If you haven’t already tried Nueske’s amazing bacon, you’ll want to come by and try some. You’ll find Nueske’s in one form or another all over the ZCoB—at the Deli on a plethora of sandwiches (I’m partial to Renee’s Kitchen Magic), at the Roadhouse (try it in the Grits and Bits Waffle), or at the Creamery in our Bacon-Pimento cheese. This weekend, Nueske’s bacon will be out in force at the Bakehouse for their “Bakin’ with Bacon” classes at BAKE! and special bakes of Pepper Bacon Farm Bread and the delicious Bacon Pecan Sandies (one of Roadhouse’s Zach Milner’s all-time favorite foods—featured lovingly in the beautiful Zingerman’s Bakehouse book). We, of course, ship lots of Nueske’s bacon all over the country—the Bacon of the Month Club at Mail Order is one of our all-time top gifts. And, of course, we sell large quantities of it for folks to take home and cook in their own kitchens!
Tanya Nueske, who caringly took on the leadership of the business after her father’s all-too-early-passing, said, “Camp Bacon has been something Nueske’s has been lucky to be a part of, whether presenting our story to the campers or being campers ourselves and enjoying the day of learning, eating terrific food, and making new, like-minded friends. Thank you to all of our Zingerman’s friends for being such amazing bacon educators and good food proponents! Zingerman’s and Nueske’s have been BFFs (Bacon Friends Forever) since around the time the Deli opened, in the early 1980s.”

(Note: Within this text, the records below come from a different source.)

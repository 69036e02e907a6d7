/// Fixed-capacity circular byte store.
///
/// The capacity is chosen at construction and never grows: it is both the
/// backpressure mechanism (a full ring with an incomplete request head
/// means the peer exceeded the header budget) and the detector for
/// `HeaderTooLarge`. A growable buffer would defeat both, so callers that
/// want a bigger ceiling must construct a bigger ring, not resize this one.
///
/// Readable and writable views are exposed as one or two slices rather than
/// a single contiguous slice, because the wrap-around case (data straddling
/// the end of the backing `Vec`) is a first-class case for every consumer
/// of this type, not a special case to special-case around.
pub struct RingBuffer {
    data: Vec<u8>,
    read: usize,
    write: usize,
    len: usize,
}

impl RingBuffer {
    pub fn with_capacity(capacity: usize) -> Self {
        Self {
            data: vec![0u8; capacity],
            read: 0,
            write: 0,
            len: 0,
        }
    }

    pub fn capacity(&self) -> usize {
        self.data.len()
    }

    /// Number of bytes currently stored and available to read.
    pub fn readable(&self) -> usize {
        self.len
    }

    /// Number of bytes of free space available to write into.
    pub fn writable(&self) -> usize {
        self.data.len() - self.len
    }

    /// Readable bytes as one slice, or two when the data wraps past the end
    /// of the backing storage.
    pub fn readable_regions(&self) -> (&[u8], &[u8]) {
        if self.len == 0 {
            return (&[], &[]);
        }
        let cap = self.data.len();
        if self.read + self.len <= cap {
            (&self.data[self.read..self.read + self.len], &[])
        } else {
            let first = &self.data[self.read..cap];
            let second = &self.data[0..(self.read + self.len - cap)];
            (first, second)
        }
    }

    /// Writable space as one slice, or two when the free region wraps.
    pub fn writable_regions(&mut self) -> (&mut [u8], &mut [u8]) {
        let cap = self.data.len();
        let free = cap - self.len;
        if free == 0 {
            return (&mut [], &mut []);
        }
        if self.write + free <= cap {
            (&mut self.data[self.write..self.write + free], &mut [])
        } else {
            let first_len = cap - self.write;
            let second_len = free - first_len;
            let (head, tail) = self.data.split_at_mut(self.write);
            (tail, &mut head[..second_len])
        }
    }

    /// Mark `n` bytes, previously written into the writable regions, as
    /// readable. Asserts `n <= writable()`.
    pub fn produce(&mut self, n: usize) {
        assert!(n <= self.writable(), "produce: n exceeds writable space");
        self.write = (self.write + n) % self.data.len().max(1);
        self.len += n;
    }

    /// Mark `n` bytes at the front of the readable region as consumed.
    /// A no-op when `n == 0`. Asserts `n <= readable()`.
    pub fn consume(&mut self, n: usize) {
        if n == 0 {
            return;
        }
        assert!(n <= self.len, "consume: n exceeds readable space");
        self.read = (self.read + n) % self.data.len().max(1);
        self.len -= n;
    }

    /// Convenience: copy `bytes` into the writable region and produce them.
    /// Returns the number of bytes actually written (may be less than
    /// `bytes.len()` if the ring doesn't have enough free space).
    pub fn write(&mut self, bytes: &[u8]) -> usize {
        let to_write = bytes.len().min(self.writable());
        let (first, second) = self.writable_regions();
        let first_len = first.len().min(to_write);
        first[..first_len].copy_from_slice(&bytes[..first_len]);
        let remaining = to_write - first_len;
        if remaining > 0 {
            second[..remaining].copy_from_slice(&bytes[first_len..first_len + remaining]);
        }
        self.produce(to_write);
        to_write
    }

    /// Reset to empty without deallocating the backing storage.
    pub fn clear(&mut self) {
        self.read = 0;
        self.write = 0;
        self.len = 0;
    }
}

#[cfg(test)]
mod tests {
    use super::*;

    #[test]
    fn single_region_when_no_wrap() {
        let mut rb = RingBuffer::with_capacity(16);
        rb.write(b"hello");
        let (a, b) = rb.readable_regions();
        assert_eq!(a, b"hello");
        assert!(b.is_empty());
    }

    #[test]
    fn two_regions_after_wrap() {
        let mut rb = RingBuffer::with_capacity(8);
        rb.write(b"123456");
        rb.consume(4);
        rb.write(b"abcd");
        let (a, b) = rb.readable_regions();
        let mut joined = Vec::new();
        joined.extend_from_slice(a);
        joined.extend_from_slice(b);
        assert_eq!(joined, b"56abcd");
        assert!(!b.is_empty(), "expected the write to wrap past the end");
    }

    #[test]
    fn consume_zero_is_noop() {
        let mut rb = RingBuffer::with_capacity(8);
        rb.write(b"ab");
        rb.consume(0);
        assert_eq!(rb.readable(), 2);
    }

    #[test]
    fn idempotent_consume_after_feed() {
        let mut rb = RingBuffer::with_capacity(32);
        let total = rb.write(b"GET / HTTP/1.1\r\n\r\n");
        rb.consume(total);
        assert_eq!(rb.readable(), 0);
    }

    #[test]
    #[should_panic(expected = "exceeds readable")]
    fn consume_past_available_panics() {
        let mut rb = RingBuffer::with_capacity(8);
        rb.write(b"ab");
        rb.consume(3);
    }

    #[test]
    #[should_panic(expected = "exceeds writable")]
    fn produce_past_available_panics() {
        let mut rb = RingBuffer::with_capacity(4);
        rb.produce(5);
    }

    #[test]
    fn writable_regions_wrap_correctly() {
        let mut rb = RingBuffer::with_capacity(8);
        rb.write(b"1234567"); // 1 byte free, write cursor at 7
        rb.consume(5); // free up the front, read=5, write=7, len=2
        let (a, b) = rb.writable_regions();
        // free space is 6 bytes: [7..8) then [0..5)
        assert_eq!(a.len() + b.len(), 6);
    }
}
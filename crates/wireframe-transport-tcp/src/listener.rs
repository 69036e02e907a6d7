use tokio::net::{TcpListener, TcpStream};

use crate::channel::TcpChannel;
use crate::error::TransportError;

/// A bound listening socket plus the accept loop.
pub struct TcpEndpoint {
    listener: TcpListener,
}

impl TcpEndpoint {
    pub async fn bind(host: &str, port: u16) -> Result<Self, TransportError> {
        let addr = format!("{host}:{port}");
        let listener = TcpListener::bind(&addr)
            .await
            .map_err(|source| TransportError::Bind { addr, source })?;
        Ok(Self { listener })
    }

    pub fn local_addr(&self) -> std::io::Result<std::net::SocketAddr> {
        self.listener.local_addr()
    }

    /// Accept one connection, applying `TCP_NODELAY` — the one socket
    /// option this layer sets, since HTTP request/response framing doesn't
    /// benefit from Nagle's batching.
    pub async fn accept(&self) -> Result<(TcpChannel, std::net::SocketAddr), TransportError> {
        let (stream, addr) = self.listener.accept().await.map_err(TransportError::Accept)?;
        stream.set_nodelay(true).map_err(TransportError::Accept)?;
        Ok((TcpChannel::new(stream), addr))
    }
}

/// Open an outbound connection for the HTTP client core.
pub async fn connect(host: &str, port: u16) -> Result<TcpChannel, TransportError> {
    let stream = TcpStream::connect((host, port))
        .await
        .map_err(TransportError::Accept)?;
    stream.set_nodelay(true).map_err(TransportError::Accept)?;
    Ok(TcpChannel::new(stream))
}
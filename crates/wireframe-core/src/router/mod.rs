//! Mixed exact-match + trie-based router. Registration classifies a pattern
//! as exact (no `:` or `*` anywhere) or fuzzy; exact patterns go into a
//! hash map for O(1) lookup, fuzzy patterns descend a per-method trie in a
//! fixed priority order (literal, then parameter, then `*`, then `**`).

mod trie;

use std::collections::HashMap;
use std::future::Future;
use std::path::Path;
use std::pin::Pin;
use std::sync::Arc;

use crate::error::{codes, WireError};
use crate::message::{Method, Request, Response};

pub type HandlerFuture = Pin<Box<dyn Future<Output = Result<Response, WireError>> + Send>>;

/// A route handler: takes an owned `Request` (with route parameters
/// already bound) and asynchronously produces a `Response`.
pub trait Handler: Send + Sync {
    fn call(&self, req: Request) -> HandlerFuture;
}

impl<F, Fut> Handler for F
where
    F: Fn(Request) -> Fut + Send + Sync,
    Fut: Future<Output = Result<Response, WireError>> + Send + 'static,
{
    fn call(&self, req: Request) -> HandlerFuture {
        Box::pin(self(req))
    }
}

pub type BoxHandler = Arc<dyn Handler>;

/// Outcome of a route lookup, distinguishing "no route at all" from "a
/// route exists for this path under a different method" so the caller can
/// choose 404 vs 405.
pub enum Matched {
    Handler {
        handler: BoxHandler,
        params: HashMap<String, String>,
    },
    MethodNotAllowed,
    NotFound,
}

/// A router built once at startup and read thereafter — safe to share
/// across connection tasks without locking, since nothing about it ever
/// mutates after `add`/`mount` calls stop.
#[derive(Default)]
pub struct Router {
    exact: HashMap<Method, HashMap<String, BoxHandler>>,
    tries: HashMap<Method, trie::Node>,
    known_paths: HashMap<String, Vec<Method>>,
}

impl Router {
    pub fn new() -> Self {
        Self::default()
    }

    /// Register `handler` for `methods` at `pattern`. A pattern containing
    /// neither `:` nor `*` is exact; anything else is inserted into the
    /// per-method trie.
    pub fn add(
        &mut self,
        methods: &[Method],
        pattern: &str,
        handler: impl Handler + 'static,
    ) -> Result<(), WireError> {
        let handler: BoxHandler = Arc::new(handler);
        let segments: Vec<&str> = pattern.split('/').filter(|s| !s.is_empty()).collect();
        let is_fuzzy = segments.iter().any(|s| s.starts_with(':') || *s == "*" || *s == "**");

        for method in methods {
            self.known_paths
                .entry(pattern.to_string())
                .or_default()
                .push(method.clone());
            if is_fuzzy {
                self.tries
                    .entry(method.clone())
                    .or_default()
                    .insert(&segments, handler.clone())?;
            } else {
                let normalized = segments.join("/");
                if self
                    .exact
                    .entry(method.clone())
                    .or_default()
                    .insert(normalized, handler.clone())
                    .is_some()
                {
                    return Err(WireError::new(
                        codes::ROUTE_CONFLICT,
                        "duplicate exact route registration",
                    ));
                }
            }
        }
        Ok(())
    }

    /// Register a greedy-wildcard handler at `prefix` that serves files out
    /// of `directory` using `config`.
    pub fn mount(
        &mut self,
        prefix: &str,
        directory: impl Into<std::path::PathBuf>,
        config: crate::config::StaticFileConfig,
    ) -> Result<(), WireError> {
        let serve = crate::staticfile::mount_handler(prefix, directory.into(), config);
        let pattern = format!("{}/**", prefix.trim_end_matches('/'));
        self.add(&[Method::Get, Method::Head], &pattern, serve)
    }

    /// Walk `directory` at registration time and register one exact route
    /// per regular file found, optionally caching file bytes in memory
    /// (gated by `config.enable_cache`, bounded by `config.max_cache_size`).
    pub fn mount_preload(
        &mut self,
        prefix: &str,
        directory: impl AsRef<Path>,
        config: crate::config::StaticFileConfig,
    ) -> Result<(), WireError> {
        let directory = directory.as_ref();
        let entries = crate::staticfile::preload_entries(directory, &config)?;
        let prefix = prefix.trim_end_matches('/');
        for (rel_path, bytes) in entries {
            let route_path = format!("{prefix}/{rel_path}");
            let handler = crate::staticfile::preloaded_handler(bytes);
            self.add(&[Method::Get, Method::Head], &route_path, handler)?;
        }
        Ok(())
    }

    pub fn matched(&self, req: &Request) -> Matched {
        let path = req.path();
        let segments: Vec<&str> = path.split('/').filter(|s| !s.is_empty()).collect();
        let normalized = segments.join("/");

        if let Some(h) = self.exact.get(&req.method).and_then(|m| m.get(&normalized)) {
            return Matched::Handler {
                handler: h.clone(),
                params: HashMap::new(),
            };
        }
        if let Some(trie) = self.tries.get(&req.method) {
            let mut bound = Vec::new();
            if let Some(h) = trie.lookup(&segments, &mut bound) {
                return Matched::Handler {
                    handler: h.clone(),
                    params: bound.into_iter().collect(),
                };
            }
        }

        if self.any_other_method_matches(&req.method, &segments, &normalized) {
            Matched::MethodNotAllowed
        } else {
            Matched::NotFound
        }
    }

    fn any_other_method_matches(
        &self,
        method: &Method,
        segments: &[&str],
        normalized: &str,
    ) -> bool {
        for (other, map) in &self.exact {
            if other != method && map.contains_key(normalized) {
                return true;
            }
        }
        for (other, trie) in &self.tries {
            if other != method {
                let mut scratch = Vec::new();
                if trie.lookup(segments, &mut scratch).is_some() {
                    return true;
                }
            }
        }
        false
    }

    /// Dispatch a request: look it up and either invoke the matched handler
    /// (with route params bound onto the request) or synthesize the
    /// appropriate 404/405 response.
    pub async fn dispatch(&self, mut req: Request) -> Result<Response, WireError> {
        match self.matched(&req) {
            Matched::Handler { handler, params } => {
                req.set_params(params);
                handler.call(req).await
            }
            Matched::MethodNotAllowed => Ok(Response::method_not_allowed()),
            Matched::NotFound => Ok(Response::not_found()),
        }
    }
}
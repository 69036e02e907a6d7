use std::error::Error as StdError;
use std::fmt;
use std::net::SocketAddr;

/// Stable, machine-readable error identity for the wire engine.
///
/// Every fallible operation in this crate returns a [`WireError`] rather than
/// a bare string: parsers, the reader/writer pair, the router, and the
/// static-file and WebSocket engines all funnel into the same type so that
/// callers (and the connection lifecycle's error-to-status mapping in
/// [`status_for`]) can match on [`WireError::code`] instead of parsing text.
#[derive(Debug)]
pub struct WireError {
    code: &'static str,
    message: String,
    cause: Option<Box<dyn StdError + Send + Sync + 'static>>,
    peer_addr: Option<SocketAddr>,
}

impl WireError {
    pub fn new(code: &'static str, message: impl Into<String>) -> Self {
        Self {
            code,
            message: message.into(),
            cause: None,
            peer_addr: None,
        }
    }

    pub fn code(&self) -> &'static str {
        self.code
    }

    pub fn message(&self) -> &str {
        &self.message
    }

    pub fn with_cause(mut self, cause: impl StdError + Send + Sync + 'static) -> Self {
        self.cause = Some(Box::new(cause));
        self
    }

    pub fn with_peer_addr(mut self, peer: SocketAddr) -> Self {
        self.peer_addr = Some(peer);
        self
    }

    pub fn peer_addr(&self) -> Option<SocketAddr> {
        self.peer_addr
    }

    /// Whether the connection this error occurred on must be closed rather
    /// than kept alive: any error that leaves connection state
    /// indeterminate forbids keep-alive reuse.
    pub fn forces_close(&self) -> bool {
        !matches!(self.code, codes::INCOMPLETE)
    }
}

impl fmt::Display for WireError {
    fn fmt(&self, f: &mut fmt::Formatter<'_>) -> fmt::Result {
        write!(f, "[{}] {}", self.code, self.message)
    }
}

impl StdError for WireError {
    fn source(&self) -> Option<&(dyn StdError + 'static)> {
        self.cause
            .as_ref()
            .map(|boxed| boxed.as_ref() as &(dyn StdError + 'static))
    }
}

impl From<std::io::Error> for WireError {
    fn from(err: std::io::Error) -> Self {
        use std::io::ErrorKind;
        match err.kind() {
            ErrorKind::UnexpectedEof | ErrorKind::ConnectionReset | ErrorKind::ConnectionAborted => {
                WireError::new(codes::CONNECTION_CLOSE, "peer closed the connection").with_cause(err)
            }
            ErrorKind::TimedOut => {
                WireError::new(codes::TIMEOUT, "I/O operation timed out").with_cause(err)
            }
            _ => WireError::new(codes::RECV_ERROR, "transport I/O error").with_cause(err),
        }
    }
}

/// Stable error codes shared across parsing, I/O, and dispatch.
pub mod codes {
    pub const INCOMPLETE: &str = "wire.incomplete";
    pub const CONNECTION_CLOSE: &str = "wire.connection_close";
    pub const RECV_ERROR: &str = "wire.recv_error";
    pub const SEND_ERROR: &str = "wire.send_error";
    pub const TIMEOUT: &str = "wire.timeout";
    pub const HEADER_TOO_LARGE: &str = "wire.header_too_large";
    pub const BAD_REQUEST: &str = "wire.bad_request";
    pub const FORBIDDEN: &str = "wire.forbidden";
    pub const RANGE_NOT_SATISFIABLE: &str = "wire.range_not_satisfiable";
    pub const VERSION_NOT_SUPPORTED: &str = "wire.version_not_supported";
    pub const URI_TOO_LONG: &str = "wire.uri_too_long";
    pub const PAYLOAD_TOO_LARGE: &str = "wire.payload_too_large";
    pub const METHOD_NOT_ALLOWED: &str = "wire.method_not_allowed";
    pub const NOT_FOUND: &str = "wire.not_found";
    pub const INVALID_CHUNK_FORMAT: &str = "wire.invalid_chunk_format";
    pub const INVALID_CHUNK_LENGTH: &str = "wire.invalid_chunk_length";
    pub const BODY_LENGTH_MISMATCH: &str = "wire.body_length_mismatch";
    pub const INVALID_UTF8: &str = "wire.invalid_utf8";
    pub const WS_PROTOCOL_ERROR: &str = "ws.protocol_error";
    pub const WS_MESSAGE_TOO_LARGE: &str = "ws.message_too_large";
    pub const WS_UPGRADE_FAILED: &str = "ws.upgrade_failed";
    pub const TLS_WANT_READ: &str = "tls.want_read";
    pub const TLS_WANT_WRITE: &str = "tls.want_write";
    pub const INTERNAL: &str = "wire.internal";
    pub const CONFIG_INVALID: &str = "wire.config_invalid";
    pub const ROUTE_CONFLICT: &str = "wire.route_conflict";
}

/// HTTP status produced for an error that must be turned into a response.
/// Errors that never reach the wire (e.g. `TLS_WANT_READ`, `INCOMPLETE`) are
/// not part of the response-producing subset and return `None`.
pub fn status_for(code: &str) -> Option<u16> {
    use codes::*;
    Some(match code {
        HEADER_TOO_LARGE => 431,
        BAD_REQUEST => 400,
        FORBIDDEN => 403,
        RANGE_NOT_SATISFIABLE => 416,
        VERSION_NOT_SUPPORTED => 505,
        URI_TOO_LONG => 414,
        PAYLOAD_TOO_LARGE => 413,
        METHOD_NOT_ALLOWED => 405,
        NOT_FOUND => 404,
        INVALID_CHUNK_FORMAT | INVALID_CHUNK_LENGTH | BODY_LENGTH_MISMATCH => 400,
        WS_UPGRADE_FAILED => 400,
        INTERNAL => 500,
        _ => return None,
    })
}

#[cfg(test)]
mod tests {
    use super::*;

    #[test]
    fn status_mapping_is_total_for_response_producing_codes() {
        let expect = [
            (codes::HEADER_TOO_LARGE, 431),
            (codes::BAD_REQUEST, 400),
            (codes::VERSION_NOT_SUPPORTED, 505),
            (codes::URI_TOO_LONG, 414),
            (codes::PAYLOAD_TOO_LARGE, 413),
            (codes::METHOD_NOT_ALLOWED, 405),
            (codes::NOT_FOUND, 404),
            (codes::INVALID_CHUNK_FORMAT, 400),
            (codes::BODY_LENGTH_MISMATCH, 400),
            (codes::WS_UPGRADE_FAILED, 400),
            (codes::INTERNAL, 500),
        ];
        for (code, status) in expect {
            assert_eq!(status_for(code), Some(status));
        }
        assert_eq!(status_for(codes::INCOMPLETE), None);
        assert_eq!(status_for(codes::TLS_WANT_READ), None);
    }

    #[test]
    fn io_error_classification() {
        let closed = std::io::Error::from(std::io::ErrorKind::UnexpectedEof);
        assert_eq!(WireError::from(closed).code(), codes::CONNECTION_CLOSE);
        let timed_out = std::io::Error::from(std::io::ErrorKind::TimedOut);
        assert_eq!(WireError::from(timed_out).code(), codes::TIMEOUT);
    }
}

Nueske’s bacon will be out in force at every Camp Bacon event for sampling and tasting all week. Bring some home—in any of the many forms we offer it —to cook up in your own kitchen. Come to the Main Event on Saturday at Cornman Farms, the Biscuit Love Brunch on Sunday morning (also at the Greyline), and the Street Fair at the Farmer’s Market on Sunday from 11-2pm. The Nueske’s will be sizzling and sampling their wonderful product throughout the week! Grab a slice and raise a pork-centric toast to this terrific family, their fabulous product, and the much-missed spirit of Bob Nueske! The aroma, the flavor, and the energy are guaranteed—as is everything associated with Nueske’s—to be great!!